Stored items
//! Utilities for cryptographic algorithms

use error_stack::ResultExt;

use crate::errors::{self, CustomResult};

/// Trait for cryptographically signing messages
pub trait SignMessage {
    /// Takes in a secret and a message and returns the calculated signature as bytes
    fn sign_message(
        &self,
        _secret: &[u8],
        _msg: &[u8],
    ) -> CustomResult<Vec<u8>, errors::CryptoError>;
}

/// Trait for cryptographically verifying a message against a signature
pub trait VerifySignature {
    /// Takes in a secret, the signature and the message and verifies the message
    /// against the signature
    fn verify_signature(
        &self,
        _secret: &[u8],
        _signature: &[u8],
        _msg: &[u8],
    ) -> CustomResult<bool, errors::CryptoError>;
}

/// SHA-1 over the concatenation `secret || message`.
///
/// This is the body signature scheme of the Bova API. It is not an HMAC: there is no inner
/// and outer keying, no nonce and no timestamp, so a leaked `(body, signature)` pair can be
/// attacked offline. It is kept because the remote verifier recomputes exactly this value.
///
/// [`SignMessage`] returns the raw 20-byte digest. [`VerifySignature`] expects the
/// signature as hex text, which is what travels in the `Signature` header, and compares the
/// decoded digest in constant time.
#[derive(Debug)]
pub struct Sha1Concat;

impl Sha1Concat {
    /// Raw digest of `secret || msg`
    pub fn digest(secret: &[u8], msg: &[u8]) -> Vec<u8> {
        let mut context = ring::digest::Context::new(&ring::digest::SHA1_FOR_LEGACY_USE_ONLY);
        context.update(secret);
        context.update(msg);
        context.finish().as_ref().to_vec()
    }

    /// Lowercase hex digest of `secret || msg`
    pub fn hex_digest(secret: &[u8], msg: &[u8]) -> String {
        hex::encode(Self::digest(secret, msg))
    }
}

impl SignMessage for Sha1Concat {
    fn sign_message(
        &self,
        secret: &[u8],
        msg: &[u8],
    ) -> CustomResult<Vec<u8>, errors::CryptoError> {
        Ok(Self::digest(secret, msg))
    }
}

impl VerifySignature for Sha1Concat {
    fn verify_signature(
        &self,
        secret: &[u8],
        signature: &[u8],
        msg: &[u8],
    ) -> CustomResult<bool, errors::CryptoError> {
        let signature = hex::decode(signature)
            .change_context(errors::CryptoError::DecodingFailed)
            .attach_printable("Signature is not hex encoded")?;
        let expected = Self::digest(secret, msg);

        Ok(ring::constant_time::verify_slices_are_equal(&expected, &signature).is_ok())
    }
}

What the task requires -
Please return all of the entries shown above, exactly as they stand.

Solution below -
//! Utilities for cryptographic algorithms

use error_stack::ResultExt;

use crate::errors::{self, CustomResult};

/// Trait for cryptographically signing messages
pub trait SignMessage {
    /// Takes in a secret and a message and returns the calculated signature as bytes
    fn sign_message(
        &self,
        _secret: &[u8],
        _msg: &[u8],
    ) -> CustomResult<Vec<u8>, errors::CryptoError>;
}

/// Trait for cryptographically verifying a message against a signature
pub trait VerifySignature {
    /// Takes in a secret, the signature and the message and verifies the message
    /// against the signature
    fn verify_signature(
        &self,
        _secret: &[u8],
        _signature: &[u8],
        _msg: &[u8],
    ) -> CustomResult<bool, errors::CryptoError>;
}

/// SHA-1 over the concatenation `secret || message`.
///
/// This is the body signature scheme of the Bova API. It is not an HMAC: there is no inner
/// and outer keying, no nonce and no timestamp, so a leaked `(body, signature)` pair can be
/// attacked offline. It is kept because the remote verifier recomputes exactly this value.
///
/// [`SignMessage`] returns the raw 20-byte digest. [`VerifySignature`] expects the
/// signature as hex text, which is what travels in the `Signature` header, and compares the
/// decoded digest in constant time.
#[derive(Debug)]
pub struct Sha1Concat;

impl Sha1Concat {
    /// Raw digest of `secret || msg`
    pub fn digest(secret: &[u8], msg: &[u8]) -> Vec<u8> {
        let mut context = ring::digest::Context::new(&ring::digest::SHA1_FOR_LEGACY_USE_ONLY);
        context.update(secret);
        context.update(msg);
        context.finish().as_ref().to_vec()
    }

    /// Lowercase hex digest of `secret || msg`
    pub fn hex_digest(secret: &[u8], msg: &[u8]) -> String {
        hex::encode(Self::digest(secret, msg))
    }
}

impl SignMessage for Sha1Concat {
    fn sign_message(
        &self,
        secret: &[u8],
        msg: &[u8],
    ) -> CustomResult<Vec<u8>, errors::CryptoError> {
        Ok(Self::digest(secret, msg))
    }
}

impl VerifySignature for Sha1Concat {
    fn verify_signature(
        &self,
        secret: &[u8],
        signature: &[u8],
        msg: &[u8],
    ) -> CustomResult<bool, errors::CryptoError> {
        let signature = hex::decode(signature)
            .change_context(errors::CryptoError::DecodingFailed)
            .attach_printable("Signature is not hex encoded")?;
        let expected = Self::digest(secret, msg);

        Ok(ring::constant_time::verify_slices_are_equal(&expected, &signature).is_ok())
    }
}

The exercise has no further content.